(Exercise instructions):
Exactly as written, copy the lines that run from the start of the data below to the line containing "type SharedClosure = Rc<RefCell<Option<Closure<dyn", both ends included.

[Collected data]

- Opening Delimiter -

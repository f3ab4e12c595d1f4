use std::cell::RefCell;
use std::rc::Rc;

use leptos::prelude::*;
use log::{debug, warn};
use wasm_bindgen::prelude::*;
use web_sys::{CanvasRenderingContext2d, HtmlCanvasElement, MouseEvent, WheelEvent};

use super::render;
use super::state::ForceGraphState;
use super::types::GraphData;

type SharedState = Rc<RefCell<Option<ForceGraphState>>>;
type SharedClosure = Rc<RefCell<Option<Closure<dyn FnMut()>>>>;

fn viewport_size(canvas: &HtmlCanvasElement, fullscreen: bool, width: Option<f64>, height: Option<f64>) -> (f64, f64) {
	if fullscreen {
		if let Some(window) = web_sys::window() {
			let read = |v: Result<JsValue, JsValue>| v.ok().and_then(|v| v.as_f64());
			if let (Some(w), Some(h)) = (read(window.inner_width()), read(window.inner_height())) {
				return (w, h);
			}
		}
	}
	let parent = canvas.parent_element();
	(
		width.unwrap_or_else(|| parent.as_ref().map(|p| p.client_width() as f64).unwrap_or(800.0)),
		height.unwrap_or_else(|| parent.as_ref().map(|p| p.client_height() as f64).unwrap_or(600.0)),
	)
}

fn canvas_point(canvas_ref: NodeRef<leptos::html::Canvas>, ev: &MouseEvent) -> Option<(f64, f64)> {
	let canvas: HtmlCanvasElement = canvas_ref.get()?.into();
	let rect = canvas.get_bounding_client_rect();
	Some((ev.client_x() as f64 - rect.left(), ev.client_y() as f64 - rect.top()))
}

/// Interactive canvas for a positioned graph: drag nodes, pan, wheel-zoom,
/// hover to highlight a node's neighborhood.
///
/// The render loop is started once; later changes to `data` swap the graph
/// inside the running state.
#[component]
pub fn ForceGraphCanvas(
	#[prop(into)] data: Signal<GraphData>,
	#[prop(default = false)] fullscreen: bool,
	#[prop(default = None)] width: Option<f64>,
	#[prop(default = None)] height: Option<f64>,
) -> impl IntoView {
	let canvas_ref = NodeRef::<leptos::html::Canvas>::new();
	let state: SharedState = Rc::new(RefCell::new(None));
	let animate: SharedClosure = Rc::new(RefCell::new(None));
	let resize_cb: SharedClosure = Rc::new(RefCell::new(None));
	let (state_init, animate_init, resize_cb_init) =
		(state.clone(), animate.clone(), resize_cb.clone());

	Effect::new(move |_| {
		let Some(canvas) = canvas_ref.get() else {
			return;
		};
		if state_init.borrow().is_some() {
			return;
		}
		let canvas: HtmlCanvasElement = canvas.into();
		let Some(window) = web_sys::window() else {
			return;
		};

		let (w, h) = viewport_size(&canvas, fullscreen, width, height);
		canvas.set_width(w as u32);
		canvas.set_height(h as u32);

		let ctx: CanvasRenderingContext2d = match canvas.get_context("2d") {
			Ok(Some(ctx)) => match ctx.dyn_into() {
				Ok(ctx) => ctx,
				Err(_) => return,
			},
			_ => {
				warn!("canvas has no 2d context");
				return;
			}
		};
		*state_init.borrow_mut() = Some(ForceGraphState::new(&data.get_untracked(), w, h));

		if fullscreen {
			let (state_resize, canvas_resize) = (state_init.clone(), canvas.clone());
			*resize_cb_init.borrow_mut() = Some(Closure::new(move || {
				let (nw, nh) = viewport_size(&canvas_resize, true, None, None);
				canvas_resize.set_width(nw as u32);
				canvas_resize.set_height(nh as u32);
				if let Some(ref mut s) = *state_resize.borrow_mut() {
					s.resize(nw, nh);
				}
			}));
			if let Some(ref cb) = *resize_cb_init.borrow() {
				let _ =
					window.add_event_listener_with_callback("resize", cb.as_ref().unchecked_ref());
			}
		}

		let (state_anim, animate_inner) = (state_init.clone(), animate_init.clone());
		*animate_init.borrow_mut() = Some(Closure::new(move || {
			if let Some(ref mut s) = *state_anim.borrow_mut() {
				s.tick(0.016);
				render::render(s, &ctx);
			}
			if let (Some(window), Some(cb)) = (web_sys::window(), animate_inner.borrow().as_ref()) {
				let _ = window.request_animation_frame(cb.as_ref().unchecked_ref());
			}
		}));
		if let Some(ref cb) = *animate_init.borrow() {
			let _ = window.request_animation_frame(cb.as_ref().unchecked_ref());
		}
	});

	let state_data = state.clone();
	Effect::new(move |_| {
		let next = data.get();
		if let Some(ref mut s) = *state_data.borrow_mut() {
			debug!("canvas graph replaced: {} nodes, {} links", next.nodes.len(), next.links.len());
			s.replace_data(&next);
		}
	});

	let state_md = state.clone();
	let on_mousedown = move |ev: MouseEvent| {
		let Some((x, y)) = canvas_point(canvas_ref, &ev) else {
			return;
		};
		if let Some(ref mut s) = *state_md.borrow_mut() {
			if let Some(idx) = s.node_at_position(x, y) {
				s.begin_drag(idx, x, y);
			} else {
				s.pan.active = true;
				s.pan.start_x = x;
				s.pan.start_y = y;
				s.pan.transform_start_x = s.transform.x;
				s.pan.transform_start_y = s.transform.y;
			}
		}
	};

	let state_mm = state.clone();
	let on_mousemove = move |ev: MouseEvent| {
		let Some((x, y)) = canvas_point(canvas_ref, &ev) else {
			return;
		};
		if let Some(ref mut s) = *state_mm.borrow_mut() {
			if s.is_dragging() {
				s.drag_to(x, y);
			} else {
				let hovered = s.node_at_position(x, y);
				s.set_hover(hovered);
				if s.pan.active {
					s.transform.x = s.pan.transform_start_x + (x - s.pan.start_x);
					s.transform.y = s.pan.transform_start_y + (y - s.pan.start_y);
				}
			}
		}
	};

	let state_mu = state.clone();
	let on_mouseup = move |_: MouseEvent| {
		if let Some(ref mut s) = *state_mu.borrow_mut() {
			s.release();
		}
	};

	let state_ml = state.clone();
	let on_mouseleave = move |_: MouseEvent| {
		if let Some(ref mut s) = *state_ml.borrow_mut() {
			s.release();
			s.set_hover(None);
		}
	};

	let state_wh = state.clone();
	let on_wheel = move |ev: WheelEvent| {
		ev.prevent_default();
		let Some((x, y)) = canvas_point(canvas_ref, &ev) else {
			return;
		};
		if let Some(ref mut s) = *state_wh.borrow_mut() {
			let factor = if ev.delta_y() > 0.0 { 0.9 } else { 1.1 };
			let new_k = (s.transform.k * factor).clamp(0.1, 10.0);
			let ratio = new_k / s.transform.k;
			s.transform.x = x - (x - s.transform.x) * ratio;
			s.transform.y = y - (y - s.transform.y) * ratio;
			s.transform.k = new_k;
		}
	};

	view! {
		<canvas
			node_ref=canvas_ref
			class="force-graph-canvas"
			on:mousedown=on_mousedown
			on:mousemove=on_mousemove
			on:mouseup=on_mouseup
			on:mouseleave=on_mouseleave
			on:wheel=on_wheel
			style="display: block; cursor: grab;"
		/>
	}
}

- Closing Delimiter -

(Answer to the problem):
repository f3ab4e12c595d1f4
use std::cell::RefCell;
use std::rc::Rc;

use leptos::prelude::*;
use log::{debug, warn};
use wasm_bindgen::prelude::*;
use web_sys::{CanvasRenderingContext2d, HtmlCanvasElement, MouseEvent, WheelEvent};

use super::render;
use super::state::ForceGraphState;
use super::types::GraphData;

type SharedState = Rc<RefCell<Option<ForceGraphState>>>;
type SharedClosure = Rc<RefCell<Option<Closure<dyn FnMut()>>>>;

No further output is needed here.